__The input__:
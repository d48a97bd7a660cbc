//! Message codec for the MCP stdio transport.
//!
//! Frame format: one JSON-RPC message per line, UTF-8, terminated by `\n`.
//! Messages must not contain embedded newlines.

use serde::Serialize;
use tokio::io::{AsyncBufRead, AsyncBufReadExt, AsyncReadExt, AsyncWrite, AsyncWriteExt};

/// Read one message line from the stream.
///
/// Blank lines are skipped. Returns `None` on clean EOF. `max_message_bytes`
/// caps the accepted line length.
///
/// A line that is too long or not UTF-8 yields an `InvalidData` error. The
/// whole offending line has been consumed by then, so the next call starts
/// at the following message.
pub async fn read_message<R: AsyncBufRead + Unpin>(
    reader: &mut R,
    max_message_bytes: usize,
) -> std::io::Result<Option<String>> {
    loop {
        let mut buf = Vec::new();
        let limit = max_message_bytes as u64 + 1;
        let read = (&mut *reader).take(limit).read_until(b'\n', &mut buf).await?;
        if read == 0 {
            return Ok(None);
        }

        if buf.len() > max_message_bytes && buf.last() != Some(&b'\n') {
            discard_line(reader).await?;
            return Err(std::io::Error::new(
                std::io::ErrorKind::InvalidData,
                format!("Message too large: more than {} bytes", max_message_bytes),
            ));
        }

        let line = String::from_utf8(buf)
            .map_err(|e| std::io::Error::new(std::io::ErrorKind::InvalidData, e))?;
        let trimmed = line.trim_end_matches(['\n', '\r']);
        if trimmed.trim().is_empty() {
            continue;
        }
        return Ok(Some(trimmed.to_string()));
    }
}

/// Skip the rest of the current line, up to and including its `\n`.
async fn discard_line<R: AsyncBufRead + Unpin>(reader: &mut R) -> std::io::Result<()> {
    loop {
        let (found, used) = {
            let available = reader.fill_buf().await?;
            if available.is_empty() {
                return Ok(());
            }
            match available.iter().position(|&b| b == b'\n') {
                Some(pos) => (true, pos + 1),
                None => (false, available.len()),
            }
        };
        reader.consume(used);
        if found {
            return Ok(());
        }
    }
}

/// Write one message as a single line and flush.
pub async fn write_message<W, T>(writer: &mut W, message: &T) -> std::io::Result<()>
where
    W: AsyncWrite + Unpin,
    T: Serialize + ?Sized,
{
    let mut bytes = serde_json::to_vec(message)
        .map_err(|e| std::io::Error::new(std::io::ErrorKind::InvalidData, e))?;
    bytes.push(b'\n');
    writer.write_all(&bytes).await?;
    writer.flush().await?;
    Ok(())
}

#[cfg(test)]
mod tests {
    use super::*;
    use serde_json::json;

    #[tokio::test]
    async fn test_read_messages_until_eof() {
        let mut input: &[u8] = b"{\"a\":1}\n\n  \r\n{\"b\":2}\r\n";
        assert_eq!(
            read_message(&mut input, 1024).await.unwrap().as_deref(),
            Some("{\"a\":1}")
        );
        assert_eq!(
            read_message(&mut input, 1024).await.unwrap().as_deref(),
            Some("{\"b\":2}")
        );
        assert_eq!(read_message(&mut input, 1024).await.unwrap(), None);
    }

    #[tokio::test]
    async fn test_last_line_without_newline() {
        let mut input: &[u8] = b"{\"a\":1}";
        assert_eq!(
            read_message(&mut input, 1024).await.unwrap().as_deref(),
            Some("{\"a\":1}")
        );
        assert_eq!(read_message(&mut input, 1024).await.unwrap(), None);
    }

    #[tokio::test]
    async fn test_oversized_message_rejected() {
        let mut input: &[u8] = b"{\"payload\":\"0123456789\"}\n";
        let err = read_message(&mut input, 8).await.unwrap_err();
        assert_eq!(err.kind(), std::io::ErrorKind::InvalidData);
    }

    #[tokio::test]
    async fn test_oversized_message_skipped_to_next_line() {
        let long = format!("{{\"payload\":\"{}\"}}\n{{\"b\":2}}\n", "x".repeat(100));
        let mut input: &[u8] = long.as_bytes();
        let err = read_message(&mut input, 16).await.unwrap_err();
        assert_eq!(err.kind(), std::io::ErrorKind::InvalidData);
        assert_eq!(
            read_message(&mut input, 16).await.unwrap().as_deref(),
            Some("{\"b\":2}")
        );
        assert_eq!(read_message(&mut input, 16).await.unwrap(), None);
    }

    #[tokio::test]
    async fn test_invalid_utf8_consumes_line() {
        let mut input: &[u8] = b"{\"a\":\"\xff\"}\n{\"b\":2}\n";
        let err = read_message(&mut input, 1024).await.unwrap_err();
        assert_eq!(err.kind(), std::io::ErrorKind::InvalidData);
        assert_eq!(
            read_message(&mut input, 1024).await.unwrap().as_deref(),
            Some("{\"b\":2}")
        );
    }

    #[tokio::test]
    async fn test_message_exactly_at_limit_accepted() {
        let mut input: &[u8] = b"12345678\n";
        assert_eq!(
            read_message(&mut input, 8).await.unwrap().as_deref(),
            Some("12345678")
        );
    }

    #[tokio::test]
    async fn test_write_message_appends_newline() {
        let mut out: Vec<u8> = Vec::new();
        write_message(&mut out, &json!({"jsonrpc": "2.0", "id": 1, "result": {}}))
            .await
            .unwrap();
        assert_eq!(out.last(), Some(&b'\n'));
        let value: serde_json::Value = serde_json::from_slice(&out).unwrap();
        assert_eq!(value["id"], json!(1));
    }
}
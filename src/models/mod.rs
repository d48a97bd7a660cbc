//! Data shapes exchanged between the tools and the Mealie backend.

pub mod mealplan;

pub use mealplan::{CreateMealPlan, MealPlanEntry, MealPlanQuery, RandomMealRequest, RulesQuery};
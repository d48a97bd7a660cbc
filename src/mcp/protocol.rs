//! JSON-RPC 2.0 message types used by the MCP transport.

use serde::{Deserialize, Deserializer, Serialize};
use serde_json::Value;

/// JSON-RPC 2.0 version string
pub const JSONRPC_VERSION: &str = "2.0";

/// Invalid JSON was received.
pub const PARSE_ERROR: i32 = -32700;
/// The JSON sent is not a valid request object.
pub const INVALID_REQUEST: i32 = -32600;
/// The method does not exist.
pub const METHOD_NOT_FOUND: i32 = -32601;
/// Invalid method parameters.
pub const INVALID_PARAMS: i32 = -32602;
/// Internal JSON-RPC error.
pub const INTERNAL_ERROR: i32 = -32603;

/// JSON-RPC 2.0 Request. A request without `id` is a notification.
#[derive(Debug, Clone, Serialize, Deserialize)]
pub struct JsonRpcRequest {
    /// JSON-RPC version (always "2.0")
    pub jsonrpc: String,

    /// Method name to invoke
    pub method: String,

    /// Optional parameters for the method
    #[serde(default, skip_serializing_if = "Option::is_none")]
    pub params: Option<Value>,

    /// Request identifier (for correlation). `Some(Null)` when sent as `null`.
    #[serde(
        default,
        deserialize_with = "present_id",
        skip_serializing_if = "Option::is_none"
    )]
    pub id: Option<Value>,
}

// A present key, even `null`, marks a request; only an absent `id` is a notification.
fn present_id<'de, D>(deserializer: D) -> Result<Option<Value>, D::Error>
where
    D: Deserializer<'de>,
{
    Value::deserialize(deserializer).map(Some)
}

impl JsonRpcRequest {
    pub fn is_notification(&self) -> bool {
        self.id.is_none()
    }
}

/// JSON-RPC 2.0 Response. Exactly one of `result` or `error` is present.
#[derive(Debug, Clone, Serialize, Deserialize)]
pub struct JsonRpcResponse {
    /// JSON-RPC version (always "2.0")
    pub jsonrpc: String,

    /// Result of the method call (mutually exclusive with error)
    #[serde(skip_serializing_if = "Option::is_none")]
    pub result: Option<Value>,

    /// Error information (mutually exclusive with result)
    #[serde(skip_serializing_if = "Option::is_none")]
    pub error: Option<JsonRpcError>,

    /// Request identifier for correlation
    pub id: Value,
}

/// JSON-RPC 2.0 Error Object
#[derive(Debug, Clone, Serialize, Deserialize)]
pub struct JsonRpcError {
    /// Error code (standard codes: -32700 to -32600)
    pub code: i32,

    /// Human-readable error message
    pub message: String,

    /// Additional error information
    #[serde(skip_serializing_if = "Option::is_none")]
    pub data: Option<Value>,
}

impl JsonRpcResponse {
    pub fn success(id: Value, result: Value) -> Self {
        Self {
            jsonrpc: JSONRPC_VERSION.to_string(),
            result: Some(result),
            error: None,
            id,
        }
    }

    /// Error response. Use `Value::Null` as id when the request id is unknown.
    pub fn error(id: Value, code: i32, message: impl Into<String>) -> Self {
        Self {
            jsonrpc: JSONRPC_VERSION.to_string(),
            result: None,
            error: Some(JsonRpcError {
                code,
                message: message.into(),
                data: None,
            }),
            id,
        }
    }
}

#[cfg(test)]
mod tests {
    use super::*;
    use serde_json::json;

    #[test]
    fn test_notification_has_no_id() {
        let request: JsonRpcRequest =
            serde_json::from_value(json!({"jsonrpc": "2.0", "method": "notifications/initialized"}))
                .unwrap();
        assert!(request.is_notification());
        assert!(request.params.is_none());
    }

    #[test]
    fn test_null_id_is_still_a_request() {
        let request: JsonRpcRequest =
            serde_json::from_value(json!({"jsonrpc": "2.0", "id": null, "method": "ping"}))
                .unwrap();
        assert!(!request.is_notification());
        assert_eq!(request.id, Some(Value::Null));
    }

    #[test]
    fn test_success_omits_error() {
        let response = JsonRpcResponse::success(json!(1), json!({}));
        let value = serde_json::to_value(&response).unwrap();
        assert_eq!(value, json!({"jsonrpc": "2.0", "result": {}, "id": 1}));
    }

    #[test]
    fn test_error_keeps_null_id() {
        let response = JsonRpcResponse::error(Value::Null, PARSE_ERROR, "Parse error");
        let value = serde_json::to_value(&response).unwrap();
        assert_eq!(
            value,
            json!({"jsonrpc": "2.0", "error": {"code": -32700, "message": "Parse error"}, "id": null})
        );
    }
}
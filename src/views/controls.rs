// ============================================================================
// MAP CONTROLS VIEW - Heatmap, marcar basura, exportar, deshacer, rol
// ============================================================================

use wasm_bindgen::prelude::*;
use wasm_bindgen::JsCast;
use web_sys::{Element, HtmlSelectElement};

use crate::config::CONFIG;
use crate::dom::{append_child, on_change, ElementBuilder};
use crate::models::Role;
use crate::services::export_reports;
use crate::state::app_state::AppState;

pub const HEAT_BUTTON_ID: &str = "toggleHeat";
pub const REPORT_BUTTON_ID: &str = "reportTrash";
pub const EXPORT_BUTTON_ID: &str = "exportReports";
pub const UNDO_BUTTON_ID: &str = "undoReport";
pub const ROLE_SELECT_ID: &str = "roleSel";

pub fn heat_button_label(heat_on: bool) -> String {
    format!("Heatmap: {}", if heat_on { "On" } else { "Off" })
}

/// Barra de botones sobre el mapa
pub fn render_map_controls(state: &AppState) -> Result<Element, JsValue> {
    let ctrl = ElementBuilder::new("div")?.class("map-ctrl").build();

    let heat_btn = {
        let state = state.clone();
        ElementBuilder::new("button")?
            .id(HEAT_BUTTON_ID)?
            .text(&heat_button_label(state.is_heat_on()))
            .on_click(move |_e| {
                state.toggle_heat();
            })?
            .build()
    };

    let report_btn = {
        let state = state.clone();
        ElementBuilder::new("button")?
            .id(REPORT_BUTTON_ID)?
            .text("Markér skrald")
            .on_click(move |_e| {
                state.arm_report();
            })?
            .build()
    };

    let export_btn = {
        let state = state.clone();
        ElementBuilder::new("button")?
            .id(EXPORT_BUTTON_ID)?
            .text("Eksportér rapporter")
            .on_click(move |_e| {
                let reports = state.reports.load_all();
                if let Err(e) = export_reports(&CONFIG.export_file_name, &reports) {
                    log::error!("❌ [EXPORT] {:?}", e);
                }
            })?
            .build()
    };

    append_child(&ctrl, &heat_btn)?;
    append_child(&ctrl, &report_btn)?;
    append_child(&ctrl, &export_btn)?;
    Ok(ctrl)
}

/// Botón "Fortryd markering" (se añade a .map-ctrl mientras hay ventana de deshacer)
pub fn render_undo_button(state: &AppState) -> Result<Element, JsValue> {
    let state = state.clone();
    Ok(ElementBuilder::new("button")?
        .id(UNDO_BUTTON_ID)?
        .class("undo")
        .text("Fortryd markering")
        .on_click(move |_e| {
            state.undo_last_report();
        })?
        .build())
}

pub fn render_role_selector(state: &AppState) -> Result<Element, JsValue> {
    let current = state.role();
    let select = ElementBuilder::new("select")?
        .id(ROLE_SELECT_ID)?
        .attr("aria-label", "Rolle")?
        .build();

    for role in Role::ALL {
        let mut option = ElementBuilder::new("option")?
            .attr("value", role.as_str())?
            .text(role.label());
        if role == current {
            option = option.attr("selected", "selected")?;
        }
        append_child(&select, &option.build())?;
    }

    let state = state.clone();
    on_change(&select, move |e: web_sys::Event| {
        let value = e
            .target()
            .and_then(|t| t.dyn_into::<HtmlSelectElement>().ok())
            .map(|s| s.value());
        match value.as_deref().and_then(Role::parse) {
            Some(role) => state.set_role(role),
            None => log::warn!("⚠️ [ROLE] Valor de rol desconocido: {:?}", value),
        }
    })?;

    Ok(select)
}

#[cfg(test)]
mod tests {
    use super::*;

    #[test]
    fn test_heat_button_label() {
        assert_eq!(heat_button_label(true), "Heatmap: On");
        assert_eq!(heat_button_label(false), "Heatmap: Off");
    }
}
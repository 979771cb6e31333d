use serde::{Deserialize, Serialize};

#[derive(Debug, Clone, Serialize, Deserialize)]
pub struct AppConfig {
    pub data_url: String,
    pub enable_logging: bool,
    pub undo_window_ms: u32,
    pub export_file_name: String,
    pub map_config: MapConfig,
    pub heat_config: HeatConfig,
}

impl Default for AppConfig {
    fn default() -> Self {
        Self {
            data_url: "src/data.json".to_string(),
            enable_logging: true,
            undo_window_ms: 7000,
            export_file_name: "rapporter.json".to_string(),
            map_config: MapConfig::default(),
            heat_config: HeatConfig::default(),
        }
    }
}

#[derive(Debug, Clone, Serialize, Deserialize)]
pub struct MapConfig {
    pub center_lat: f64,
    pub center_lng: f64,
    pub zoom: f64,
}

impl Default for MapConfig {
    fn default() -> Self {
        Self {
            center_lat: 55.6173,
            center_lng: 12.0784,
            zoom: 14.0,
        }
    }
}

/// Parámetros de la capa de calor (ventana temporal + opciones de leaflet.heat)
#[derive(Debug, Clone, Serialize, Deserialize)]
pub struct HeatConfig {
    pub window_hours: i64,
    pub radius: u32,
    pub blur: u32,
    pub max_zoom: u32,
}

impl Default for HeatConfig {
    fn default() -> Self {
        Self {
            window_hours: 24,
            radius: 25,
            blur: 15,
            max_zoom: 17,
        }
    }
}

impl HeatConfig {
    /// Ventana de reportes "recientes" en milisegundos
    pub fn window_ms(&self) -> i64 {
        self.window_hours * 60 * 60 * 1000
    }
}

impl AppConfig {
    /// Carga la configuración desde variables de entorno en tiempo de compilación
    pub fn from_env() -> Self {
        let defaults = Self::default();
        Self {
            data_url: option_env!("DATA_URL")
                .map(str::to_string)
                .unwrap_or(defaults.data_url),
            enable_logging: parse_or(option_env!("ENABLE_LOGGING"), defaults.enable_logging),
            undo_window_ms: parse_or(option_env!("UNDO_WINDOW_MS"), defaults.undo_window_ms),
            export_file_name: option_env!("EXPORT_FILE_NAME")
                .map(str::to_string)
                .unwrap_or(defaults.export_file_name),
            map_config: MapConfig {
                center_lat: parse_or(option_env!("MAP_CENTER_LAT"), defaults.map_config.center_lat),
                center_lng: parse_or(option_env!("MAP_CENTER_LNG"), defaults.map_config.center_lng),
                zoom: parse_or(option_env!("MAP_ZOOM"), defaults.map_config.zoom),
            },
            heat_config: HeatConfig {
                window_hours: parse_or(
                    option_env!("HEAT_WINDOW_HOURS"),
                    defaults.heat_config.window_hours,
                ),
                radius: parse_or(option_env!("HEAT_RADIUS"), defaults.heat_config.radius),
                blur: parse_or(option_env!("HEAT_BLUR"), defaults.heat_config.blur),
                max_zoom: parse_or(option_env!("HEAT_MAX_ZOOM"), defaults.heat_config.max_zoom),
            },
        }
    }

    pub fn is_logging_enabled(&self) -> bool {
        self.enable_logging
    }
}

fn parse_or<T: std::str::FromStr>(raw: Option<&str>, default: T) -> T {
    raw.and_then(|value| value.trim().parse().ok()).unwrap_or(default)
}

// Configuración global estática
lazy_static::lazy_static! {
    pub static ref CONFIG: AppConfig = AppConfig::from_env();
}
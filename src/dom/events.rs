// ============================================================================
// EVENT HANDLING - Sistema de eventos
// ============================================================================
// Listeners en elementos: el navegador los limpia al destruir el elemento, por
// eso closure.forget() es seguro. Listeners globales (window, mapa): registrar
// UNA SOLA VEZ desde App::render().
// ============================================================================

use std::cell::Cell;

use wasm_bindgen::closure::Closure;
use wasm_bindgen::prelude::*;
use wasm_bindgen::JsCast;
use web_sys::{Element, Event, KeyboardEvent, MouseEvent};

thread_local! {
    static GLOBAL_LISTENERS_REGISTERED: Cell<bool> = const { Cell::new(false) };
}

pub fn on_click<F>(element: &Element, handler: F) -> Result<(), JsValue>
where
    F: FnMut(MouseEvent) + 'static,
{
    let closure = Closure::wrap(Box::new(handler) as Box<dyn FnMut(MouseEvent)>);
    element.add_event_listener_with_callback("click", closure.as_ref().unchecked_ref())?;
    closure.forget();
    Ok(())
}

pub fn on_change<F>(element: &Element, handler: F) -> Result<(), JsValue>
where
    F: FnMut(Event) + 'static,
{
    let closure = Closure::wrap(Box::new(handler) as Box<dyn FnMut(Event)>);
    element.add_event_listener_with_callback("change", closure.as_ref().unchecked_ref())?;
    closure.forget();
    Ok(())
}

/// Devuelve false si los listeners globales ya estaban registrados
pub fn claim_global_listeners() -> bool {
    GLOBAL_LISTENERS_REGISTERED.with(|flag| !flag.replace(true))
}

pub fn on_window_keydown<F>(handler: F) -> Result<(), JsValue>
where
    F: FnMut(KeyboardEvent) + 'static,
{
    let window = web_sys::window().ok_or_else(|| JsValue::from_str("No window"))?;
    let closure = Closure::wrap(Box::new(handler) as Box<dyn FnMut(KeyboardEvent)>);
    window.add_event_listener_with_callback("keydown", closure.as_ref().unchecked_ref())?;
    closure.forget();
    Ok(())
}

/// Función JS `(lat, lng) => ...` para el bridge del mapa
pub fn map_click_callback<F>(handler: F) -> js_sys::Function
where
    F: FnMut(f64, f64) + 'static,
{
    let closure = Closure::wrap(Box::new(handler) as Box<dyn FnMut(f64, f64)>);
    let function: js_sys::Function = closure.as_ref().unchecked_ref::<js_sys::Function>().clone();
    closure.forget();
    function
}

/// Función JS `(stallId) => ...` para los marcadores
pub fn marker_click_callback<F>(handler: F) -> js_sys::Function
where
    F: FnMut(String) + 'static,
{
    let closure = Closure::wrap(Box::new(handler) as Box<dyn FnMut(String)>);
    let function: js_sys::Function = closure.as_ref().unchecked_ref::<js_sys::Function>().clone();
    closure.forget();
    function
}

__Problem__:
Copy out, from the data above, each line where the string "models" is present.

__Response to the exercise__:
filename src/models/mod.rs
use crate::models::Role;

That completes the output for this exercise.